Pulixi e il buio dell’animo umano

«Nessuna notizia corre veloce in questura come quella della morte di un poliziotto. Omicidio o suicidio non fa differenza. In pochi minuti tutti lo sanno. E non importa che si tratti dell’ultimo degli agenti o del più alto dirigente. Quello che conta è che era un poliziotto. Uno di loro.»
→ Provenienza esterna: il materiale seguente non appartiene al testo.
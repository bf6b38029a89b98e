//! Interface to the realtime hierarchical store.
//!
//! Every observation the engine makes goes through [`RemoteStore`]. A subscription is a
//! stream; dropping the stream cancels it.

pub mod memory;

use std::fmt;
use std::sync::atomic::{AtomicBool, Ordering};
use std::sync::Arc;

use futures::future::BoxFuture;
use futures::stream::BoxStream;
use serde_json::Value;

use crate::error::SyncError;

pub use memory::MemoryStore;

/// Future returned by one-shot store operations.
pub type StoreFuture<'a, T> = BoxFuture<'a, Result<T, SyncError>>;

/// Long-lived subscription. Yields until dropped; a transport failure ends it.
pub type SnapshotStream = BoxStream<'static, Result<Snapshot, SyncError>>;

/// Slash-separated key hierarchy, e.g. `roster/me/bob`.
#[derive(Debug, Clone, Default, PartialEq, Eq, Hash, PartialOrd, Ord)]
pub struct StorePath {
    segments: Vec<String>,
}

impl StorePath {
    pub fn root() -> Self {
        Self::default()
    }

    pub fn from_segments<I, S>(segments: I) -> Self
    where
        I: IntoIterator<Item = S>,
        S: AsRef<str>,
    {
        Self {
            segments: segments
                .into_iter()
                .map(|s| s.as_ref().to_string())
                .filter(|s| !s.is_empty())
                .collect(),
        }
    }

    /// Parse `a/b/c`. Empty segments are ignored.
    pub fn parse(path: &str) -> Self {
        Self::from_segments(path.split('/'))
    }

    pub fn child(&self, key: &str) -> Self {
        let mut segments = self.segments.clone();
        segments.extend(
            key.split('/')
                .filter(|s| !s.is_empty())
                .map(str::to_string),
        );
        Self { segments }
    }

    pub fn parent(&self) -> Option<Self> {
        if self.segments.is_empty() {
            return None;
        }
        Some(Self {
            segments: self.segments[..self.segments.len() - 1].to_vec(),
        })
    }

    /// Last segment, `None` at the root.
    pub fn key(&self) -> Option<&str> {
        self.segments.last().map(String::as_str)
    }

    pub fn segments(&self) -> &[String] {
        &self.segments
    }

    pub fn is_root(&self) -> bool {
        self.segments.is_empty()
    }

    /// True if `self` equals `other` or is one of its ancestors.
    pub fn contains(&self, other: &StorePath) -> bool {
        other.segments.starts_with(&self.segments)
    }

    /// True if one path contains the other.
    pub fn overlaps(&self, other: &StorePath) -> bool {
        self.contains(other) || other.contains(self)
    }
}

impl From<&str> for StorePath {
    fn from(path: &str) -> Self {
        Self::parse(path)
    }
}

impl From<&StorePath> for StorePath {
    fn from(path: &StorePath) -> Self {
        path.clone()
    }
}

impl fmt::Display for StorePath {
    fn fmt(&self, f: &mut fmt::Formatter<'_>) -> fmt::Result {
        write!(f, "{}", self.segments.join("/"))
    }
}

/// Value of one node at the time of a notification. `Value::Null` means the node is absent.
#[derive(Debug, Clone, PartialEq)]
pub struct Snapshot {
    pub key: String,
    pub value: Value,
}

impl Snapshot {
    pub fn new(key: impl Into<String>, value: Value) -> Self {
        Self {
            key: key.into(),
            value,
        }
    }

    pub fn exists(&self) -> bool {
        !self.value.is_null()
    }

    pub fn child_count(&self) -> usize {
        self.value.as_object().map_or(0, |map| map.len())
    }

    /// Child keys sorted by key, which is the store's child order.
    pub fn child_keys(&self) -> Vec<String> {
        let mut keys: Vec<String> = self
            .value
            .as_object()
            .map(|map| map.keys().cloned().collect())
            .unwrap_or_default();
        keys.sort();
        keys
    }
}

/// Operations the engine consumes from the realtime store.
pub trait RemoteStore: Send + Sync {
    /// Read a node once.
    fn get_once(&self, path: &StorePath) -> StoreFuture<'static, Snapshot>;

    /// Current value of a node, then every change to it.
    fn subscribe_value(&self, path: &StorePath) -> SnapshotStream;

    /// Value subscription restricted to the last `limit` children in key order.
    fn subscribe_last_children(&self, path: &StorePath, limit: usize) -> SnapshotStream;

    /// Every existing child, then each child added later.
    fn subscribe_child_added(&self, path: &StorePath) -> SnapshotStream;

    /// Each child removed after the subscription starts, with its last value.
    fn subscribe_child_removed(&self, path: &StorePath) -> SnapshotStream;

    /// Each direct child whose value changes after the subscription starts.
    fn subscribe_child_changed(&self, path: &StorePath) -> SnapshotStream;

    /// Remove a node and everything below it.
    fn delete(&self, path: &StorePath) -> StoreFuture<'static, ()>;
}

/// Network availability as seen by the device.
pub trait Reachability: Send + Sync {
    fn is_reachable(&self) -> bool;
}

/// Reachability flag shared between the platform monitor and the engine.
#[derive(Debug, Clone)]
pub struct SharedReachability {
    reachable: Arc<AtomicBool>,
}

impl Default for SharedReachability {
    fn default() -> Self {
        Self::new(true)
    }
}

impl SharedReachability {
    pub fn new(reachable: bool) -> Self {
        Self {
            reachable: Arc::new(AtomicBool::new(reachable)),
        }
    }

    pub fn set_reachable(&self, reachable: bool) {
        self.reachable.store(reachable, Ordering::SeqCst);
    }
}

impl Reachability for SharedReachability {
    fn is_reachable(&self) -> bool {
        self.reachable.load(Ordering::SeqCst)
    }
}

#[cfg(test)]
mod tests {
    use super::*;
    use serde_json::json;

    #[test]
    fn test_path_parse_and_display() {
        let path = StorePath::parse("/roster//me/bob/");
        assert_eq!(path.segments(), ["roster", "me", "bob"]);
        assert_eq!(path.to_string(), "roster/me/bob");
        assert_eq!(path.key(), Some("bob"));
        assert_eq!(path.parent().unwrap().to_string(), "roster/me");
        assert!(StorePath::root().parent().is_none());
    }

    #[test]
    fn test_path_containment() {
        let roster = StorePath::parse("roster/me");
        let entry = roster.child("bob");
        assert!(roster.contains(&entry));
        assert!(!entry.contains(&roster));
        assert!(entry.overlaps(&roster));
        assert!(!entry.overlaps(&StorePath::parse("roster/other")));
        assert!(StorePath::root().contains(&entry));
    }

    #[test]
    fn test_snapshot_children() {
        let snapshot = Snapshot::new("me", json!({"b": 1, "a": 2}));
        assert!(snapshot.exists());
        assert_eq!(snapshot.child_count(), 2);
        assert_eq!(snapshot.child_keys(), vec!["a", "b"]);
        assert_eq!(Snapshot::new("x", Value::Null).child_count(), 0);
    }

    #[test]
    fn test_shared_reachability() {
        let reachability = SharedReachability::default();
        assert!(reachability.is_reachable());
        let clone = reachability.clone();
        clone.set_reachable(false);
        assert!(!reachability.is_reachable());
    }
}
La scelta del buio di Piergiorgio Pulixi (Sabot/age – Edizioni E/O) è il secondo volume della serie i Canti del male, con protagonista il commissario Vito Strega. Un solitario, di natura, un solitario per condanna visto che «per i colleghi non era più uno di loro da quando aveva ucciso in servizio un suo collaboratore, l’ispettore Jacopo Di Giulio. Poco importava che una commissione disciplinare interna l’avesse scagionato e reintegrato, giudicato quando successo quella notte un tragico incidente. Assassino di sbirri, sussurravano alle sue spalle. Nessuno gli rivolgeva più la parola. Era come un fantasma.»
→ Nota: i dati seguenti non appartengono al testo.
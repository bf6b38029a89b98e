use std::sync::Arc;

use tokio::sync::{mpsc, oneshot};
use tokio::task::JoinHandle;
use tracing::info;

use crate::config::SyncConfig;
use crate::error::SyncError;
use crate::events::{BadgeSink, ConversationListener, ListSnapshot};
use crate::remote::{Reachability, RemoteStore};
use crate::stats::SharedSyncStats;
use crate::sync::engine::SyncEngine;
use crate::sync::LoadPhase;

pub(crate) type Reply<T> = oneshot::Sender<T>;

/// Requests from the UI side, handled in order on the engine task.
#[derive(Debug)]
pub(crate) enum SyncCommand {
    SetFilter(String),
    DeleteConversation {
        partner_id: String,
        reply: Reply<Result<(), SyncError>>,
    },
    /// The message-detail screen removed every message with this partner
    AllMessagesRemoved {
        partner_id: String,
        reply: Reply<Result<(), SyncError>>,
    },
    AppBecameActive,
    SetListVisible(bool),
    InboundNotificationReceived,
    AppearanceChanged,
    Snapshot(Reply<ListSnapshot>),
    LoadPhase(Reply<LoadPhase>),
    Badge(Reply<Option<usize>>),
    Shutdown(Reply<()>),
}

#[derive(Clone)]
pub struct SyncHandle {
    command_tx: mpsc::UnboundedSender<SyncCommand>,
}

impl SyncHandle {
    pub(crate) fn new(command_tx: mpsc::UnboundedSender<SyncCommand>) -> Self {
        Self { command_tx }
    }

    fn send(&self, command: SyncCommand) -> Result<(), SyncError> {
        self.command_tx
            .send(command)
            .map_err(|_| SyncError::EngineClosed)
    }

    async fn request<T>(&self, make: impl FnOnce(Reply<T>) -> SyncCommand) -> Result<T, SyncError> {
        let (reply_tx, reply_rx) = oneshot::channel();
        self.send(make(reply_tx))?;
        reply_rx.await.map_err(|_| SyncError::EngineClosed)
    }

    pub fn set_filter(&self, text: impl Into<String>) -> Result<(), SyncError> {
        self.send(SyncCommand::SetFilter(text.into()))
    }

    /// Delete a conversation. Fails with `Unavailable` while offline, leaving the list unchanged.
    pub async fn delete_conversation(&self, partner_id: impl Into<String>) -> Result<(), SyncError> {
        let partner_id = partner_id.into();
        self.request(|reply| SyncCommand::DeleteConversation { partner_id, reply })
            .await?
    }

    pub async fn all_messages_removed(&self, partner_id: impl Into<String>) -> Result<(), SyncError> {
        let partner_id = partner_id.into();
        self.request(|reply| SyncCommand::AllMessagesRemoved { partner_id, reply })
            .await?
    }

    pub fn app_became_active(&self) -> Result<(), SyncError> {
        self.send(SyncCommand::AppBecameActive)
    }

    pub fn set_list_visible(&self, visible: bool) -> Result<(), SyncError> {
        self.send(SyncCommand::SetListVisible(visible))
    }

    /// A push for an inbound message arrived outside the engine.
    pub fn inbound_notification_received(&self) -> Result<(), SyncError> {
        self.send(SyncCommand::InboundNotificationReceived)
    }

    /// Theme changed: re-publish the current list.
    pub fn appearance_changed(&self) -> Result<(), SyncError> {
        self.send(SyncCommand::AppearanceChanged)
    }

    pub async fn snapshot(&self) -> Result<ListSnapshot, SyncError> {
        self.request(SyncCommand::Snapshot).await
    }

    pub async fn load_phase(&self) -> Result<LoadPhase, SyncError> {
        self.request(SyncCommand::LoadPhase).await
    }

    pub async fn badge(&self) -> Result<Option<usize>, SyncError> {
        self.request(SyncCommand::Badge).await
    }

    /// Dispose every subscription and stop the engine.
    pub async fn shutdown(&self) -> Result<(), SyncError> {
        self.request(SyncCommand::Shutdown).await
    }
}

/// Owns the engine task for one conversation-list screen.
pub struct SyncRuntime {
    handle: SyncHandle,
    engine_task: Option<JoinHandle<()>>,
    stats: SharedSyncStats,
}

impl SyncRuntime {
    /// Start the engine on the current tokio runtime.
    pub fn start(
        config: SyncConfig,
        remote: Arc<dyn RemoteStore>,
        reachability: Arc<dyn Reachability>,
        listener: Arc<dyn ConversationListener>,
        badge_sink: Arc<dyn BadgeSink>,
    ) -> Self {
        let (command_tx, command_rx) = mpsc::unbounded_channel();
        let stats = SharedSyncStats::new();

        info!("Starting conversation sync for {}", config.current_user_id);
        let engine = SyncEngine::new(
            config,
            remote,
            reachability,
            listener,
            badge_sink,
            stats.clone(),
        );
        let engine_task = tokio::spawn(engine.run(command_rx));

        Self {
            handle: SyncHandle::new(command_tx),
            engine_task: Some(engine_task),
            stats,
        }
    }

    pub fn handle(&self) -> SyncHandle {
        self.handle.clone()
    }

    pub fn stats(&self) -> SharedSyncStats {
        self.stats.clone()
    }

    pub async fn shutdown(mut self) {
        let _ = self.handle.shutdown().await;
        if let Some(task) = self.engine_task.take() {
            let _ = task.await;
        }
    }
}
Ed è proprio il “commissario fantasma” a dover far luce sulla morte del collega Roberto Larocca. La scena del crimine fa presupporre che si tratti di un suicidio, ma a Strega qualcosa non torna. Il dubbio si è insinuato nella sua mente come una spina impossibile da estirpare. Ed è attorno a un dettaglio apparentemente poco importante che Vito Strega fa partire la sua indagine.

Solo contro tutti, incurante delle pressioni della Digos, dell’odio dei colleghi, dei fantasmi del passato che non gli danno tregua.

La scrittura di Pulixi è essenziale, chirurgica. Nessuna frase di troppo, nessuna scorciatoia. L’indagine si dipana quasi come un pretesto per illuminare il buio dell’animo umano. Il tutto camminando sull’orlo del precipizio. Proprio come fa Strega, un uomo imperfetto che trova schegge di pace tra i suoi libri e un pezzo di Coltrane e la compagnia della gatta nera Sofia.

Tra le altre cose, ho apprezzato particolarmente il finale che non vuole essere per niente consolatorio, in linea con chi sceglie di narrare il buio.

3 pensieri su “Pulixi e il buio dell’animo umano

  1. Giuro su una pigna di Maigret che anche prima di controllare in rete il riferimento a Coltrane mi ha fatto pensare all’ Alligatore di Carlotto di cui Pulixi, da quel che leggo, è un allievo. Altro scrittore che sceglie il buio come Lanzetta tra l’altro. Non mi fa impazzire il nome che mi sembra cacofonico. Avrei scelto un Vito Rega per esempio, ma immagino che Pulixi temesse di evocare meme come ” ehi raga tutto rego ? ” e da lì il salto nella Generazione Jovanotti è fatto.
    Tenebre e musica jazz e magari anche una bottiglia di Calvados in qualche bettola.
    Ora mi spiego perchè nessun editore – nemmeno quelli che hanno un post it rosa con il nome sulla porta dell’ufficio – ha deciso di pubblicare il mio Nel Sole che racconta delle indagini della ispettrice Sofia Soriana , siciliana trasferita in Val d’Aosta , che partono dalla scomparsa di una indigena produttrice di sabot e finiscono per svelare le trame dietro una truffa ai danni delo Stato che avrebbe dovuto sovvenzionare una mega installazione di pannelli solari in una zona turistica. Pazienza…

  2. Grazie. Ora che ci penso, nel sole mi rimanda al I’m too much in the sun con cui Amleto risponde allo zio/patrigno – sun e son suonano quasi nello stesso modo e la ambiguità evoca sia la condizione di chi vede tutto senza ombre sia la consapevolezza del figlio – e Bill Shakespeare era un esperto sia di passioni primitive sia di streghe. Tutto è collegato a tutto. Viviamo davvero nel migliore dei multiversi possibili.